Saved data entries

#####

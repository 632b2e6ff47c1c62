//! In-process implementation of the [`Backend`] primitives.
//!
//! `MemoryBackend` stands in for a Redis-family server: JSON entries with
//! lazy TTL expiration, native string sets, glob-pattern pub/sub fan-out,
//! and scan-evaluated secondary indexes. Per-key atomicity falls out of the
//! single state lock; there is no cross-key atomicity, matching the
//! contract real backends offer.

use std::collections::{HashMap, HashSet};

use async_trait::async_trait;
use chrono::Utc;
use parking_lot::{Mutex, RwLock};
use serde_json::Value;
use tokio::sync::mpsc;
use tracing::debug;

use crate::error::{Error, Result};

use super::{Backend, IndexDefinition, IndexFieldKind, MessageStream};

/// A stored JSON document with its optional expiry (ms since epoch).
#[derive(Debug, Clone)]
struct JsonEntry {
    value: Value,
    expires_at: Option<i64>,
}

impl JsonEntry {
    fn is_expired(&self, now: i64) -> bool {
        self.expires_at.is_some_and(|at| at <= now)
    }
}

/// One registered pub/sub subscriber.
struct Subscriber {
    pattern: String,
    tx: mpsc::UnboundedSender<(String, String)>,
}

#[derive(Default)]
struct State {
    json: HashMap<String, JsonEntry>,
    sets: HashMap<String, HashSet<String>>,
    indexes: HashMap<String, IndexDefinition>,
}

/// In-memory four-primitive store.
///
/// Cheap to construct and fully self-contained; the integration tests run
/// against it, and it is the default backend for
/// [`SyncBase::init`](crate::SyncBase::init).
#[derive(Default)]
pub struct MemoryBackend {
    state: RwLock<State>,
    subscribers: Mutex<Vec<Subscriber>>,
}

impl MemoryBackend {
    /// Create an empty backend
    #[must_use]
    pub fn new() -> Self {
        Self::default()
    }

    fn now() -> i64 {
        Utc::now().timestamp_millis()
    }

    /// Drop the entry at `key` if its TTL has passed, then report whether a
    /// live value remains.
    fn live_entry<'a>(state: &'a mut State, key: &str, now: i64) -> Option<&'a mut JsonEntry> {
        if state.json.get(key).is_some_and(|e| e.is_expired(now)) {
            state.json.remove(key);
        }
        state.json.get_mut(key)
    }

    fn matches(pattern: &str, channel: &str) -> bool {
        match pattern.strip_suffix('*') {
            Some(prefix) => channel.starts_with(prefix),
            None => pattern == channel,
        }
    }
}

#[async_trait]
impl Backend for MemoryBackend {
    async fn ping(&self) -> Result<()> {
        Ok(())
    }

    async fn now_ms(&self) -> Result<i64> {
        Ok(Self::now())
    }

    async fn json_get(&self, key: &str) -> Result<Option<Value>> {
        let mut state = self.state.write();
        Ok(Self::live_entry(&mut state, key, Self::now()).map(|e| e.value.clone()))
    }

    async fn json_set(&self, key: &str, value: &Value, ttl_secs: i64) -> Result<()> {
        let expires_at = (ttl_secs > -1).then(|| Self::now() + ttl_secs * 1000);
        let mut state = self.state.write();
        state.json.insert(
            key.to_string(),
            JsonEntry {
                value: value.clone(),
                expires_at,
            },
        );
        Ok(())
    }

    async fn json_set_path(&self, key: &str, path: &str, value: &Value) -> Result<bool> {
        let mut state = self.state.write();
        let Some(entry) = Self::live_entry(&mut state, key, Self::now()) else {
            return Ok(false);
        };
        Ok(apply_path(&mut entry.value, path, value))
    }

    async fn delete(&self, key: &str) -> Result<bool> {
        let mut state = self.state.write();
        let existed = Self::live_entry(&mut state, key, Self::now()).is_some();
        state.json.remove(key);
        Ok(existed)
    }

    async fn exists(&self, key: &str) -> Result<bool> {
        let mut state = self.state.write();
        Ok(Self::live_entry(&mut state, key, Self::now()).is_some())
    }

    async fn scan(&self, prefix: &str) -> Result<Vec<String>> {
        let now = Self::now();
        let mut state = self.state.write();
        state.json.retain(|_, e| !e.is_expired(now));
        let mut keys: Vec<String> = state
            .json
            .keys()
            .chain(state.sets.keys())
            .filter(|k| k.starts_with(prefix))
            .cloned()
            .collect();
        keys.sort();
        keys.dedup();
        Ok(keys)
    }

    async fn set_add(&self, key: &str, members: &[String]) -> Result<usize> {
        let mut state = self.state.write();
        let set = state.sets.entry(key.to_string()).or_default();
        Ok(members
            .iter()
            .filter(|m| set.insert((*m).clone()))
            .count())
    }

    async fn set_members(&self, key: &str) -> Result<Vec<String>> {
        let state = self.state.read();
        Ok(state
            .sets
            .get(key)
            .map(|s| s.iter().cloned().collect())
            .unwrap_or_default())
    }

    async fn set_delete(&self, key: &str) -> Result<bool> {
        Ok(self.state.write().sets.remove(key).is_some())
    }

    async fn publish(&self, channel: &str, payload: &str) -> Result<usize> {
        let mut subscribers = self.subscribers.lock();
        let mut delivered = 0;
        // Sending on a closed channel means the receiver went away; prune it.
        subscribers.retain(|sub| {
            if !Self::matches(&sub.pattern, channel) {
                return true;
            }
            match sub.tx.send((channel.to_string(), payload.to_string())) {
                Ok(()) => {
                    delivered += 1;
                    true
                }
                Err(_) => false,
            }
        });
        Ok(delivered)
    }

    async fn subscribe(&self, pattern: &str) -> Result<MessageStream> {
        let (tx, rx) = mpsc::unbounded_channel();
        self.subscribers.lock().push(Subscriber {
            pattern: pattern.to_string(),
            tx,
        });
        debug!(pattern, "registered subscriber");
        Ok(rx)
    }

    async fn index_create(&self, def: IndexDefinition) -> Result<()> {
        debug!(name = %def.name, prefix = %def.prefix, fields = def.fields.len(), "creating index");
        self.state.write().indexes.insert(def.name.clone(), def);
        Ok(())
    }

    async fn index_drop(&self, name: &str) -> Result<bool> {
        Ok(self.state.write().indexes.remove(name).is_some())
    }

    async fn index_search(&self, name: &str, query: &str, limit: usize) -> Result<Vec<Value>> {
        let (field, matcher) = parse_query(query)?;
        let now = Self::now();
        let mut state = self.state.write();
        let def = state
            .indexes
            .get(name)
            .ok_or_else(|| Error::index(format!("no such index: {name}")))?;
        let path = def
            .fields
            .iter()
            .find(|f| f.name == field)
            .ok_or_else(|| Error::query(format!("field `{field}` is not indexed")))?
            .path
            .clone();
        let prefix = def.prefix.clone();

        state.json.retain(|_, e| !e.is_expired(now));
        let mut hits: Vec<Value> = state
            .json
            .iter()
            .filter(|(key, _)| key.starts_with(&prefix))
            .filter(|(_, entry)| {
                resolve_path(&entry.value, &path).is_some_and(|v| matcher.matches(v))
            })
            .map(|(_, entry)| entry.value.clone())
            .collect();
        hits.truncate(limit);
        Ok(hits)
    }
}

/// Write `value` at a `$.`-rooted dot path inside `root`.
///
/// Every intermediate segment must already exist and be an object; only the
/// final segment may be created. Mirrors the conditional semantics of a
/// JSON sub-document write on the real backend.
fn apply_path(root: &mut Value, path: &str, value: &Value) -> bool {
    let Some(path) = path.strip_prefix("$.") else {
        return false;
    };
    let segments: Vec<&str> = path.split('.').collect();
    if segments.iter().any(|s| s.is_empty()) {
        return false;
    }

    let mut cursor = root;
    for segment in &segments[..segments.len() - 1] {
        match cursor.get_mut(*segment) {
            Some(next) if next.is_object() => cursor = next,
            _ => return false,
        }
    }
    match cursor {
        Value::Object(map) => {
            map.insert(segments[segments.len() - 1].to_string(), value.clone());
            true
        }
        _ => false,
    }
}

/// Resolve a `$.`-rooted dot path inside a document.
fn resolve_path<'a>(doc: &'a Value, path: &str) -> Option<&'a Value> {
    path.strip_prefix("$.")?
        .split('.')
        .try_fold(doc, |v, seg| v.get(seg))
}

enum Matcher {
    Tag(String),
    Range(f64, f64),
}

impl Matcher {
    fn matches(&self, value: &Value) -> bool {
        match self {
            Self::Tag(tag) => value.as_str() == Some(tag.as_str()),
            Self::Range(min, max) => value
                .as_f64()
                .is_some_and(|n| n >= *min && n <= *max),
        }
    }
}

#####

TASK PROMPT ->
Using the data above, extract exactly the lines from the one that holds "atomicity, matching the" to the one that holds "fn live_entry<'a>(state: &'a", both ends included, and no others.

RESPONSE BELOW ->
//! single state lock; there is no cross-key atomicity, matching the
//! contract real backends offer.

use std::collections::{HashMap, HashSet};

use async_trait::async_trait;
use chrono::Utc;
use parking_lot::{Mutex, RwLock};
use serde_json::Value;
use tokio::sync::mpsc;
use tracing::debug;

use crate::error::{Error, Result};

use super::{Backend, IndexDefinition, IndexFieldKind, MessageStream};

/// A stored JSON document with its optional expiry (ms since epoch).
#[derive(Debug, Clone)]
struct JsonEntry {
    value: Value,
    expires_at: Option<i64>,
}

impl JsonEntry {
    fn is_expired(&self, now: i64) -> bool {
        self.expires_at.is_some_and(|at| at <= now)
    }
}

/// One registered pub/sub subscriber.
struct Subscriber {
    pattern: String,
    tx: mpsc::UnboundedSender<(String, String)>,
}

#[derive(Default)]
struct State {
    json: HashMap<String, JsonEntry>,
    sets: HashMap<String, HashSet<String>>,
    indexes: HashMap<String, IndexDefinition>,
}

/// In-memory four-primitive store.
///
/// Cheap to construct and fully self-contained; the integration tests run
/// against it, and it is the default backend for
/// [`SyncBase::init`](crate::SyncBase::init).
#[derive(Default)]
pub struct MemoryBackend {
    state: RwLock<State>,
    subscribers: Mutex<Vec<Subscriber>>,
}

impl MemoryBackend {
    /// Create an empty backend
    #[must_use]
    pub fn new() -> Self {
        Self::default()
    }

    fn now() -> i64 {
        Utc::now().timestamp_millis()
    }

    /// Drop the entry at `key` if its TTL has passed, then report whether a
    /// live value remains.
    fn live_entry<'a>(state: &'a mut State, key: &str, now: i64) -> Option<&'a mut JsonEntry> {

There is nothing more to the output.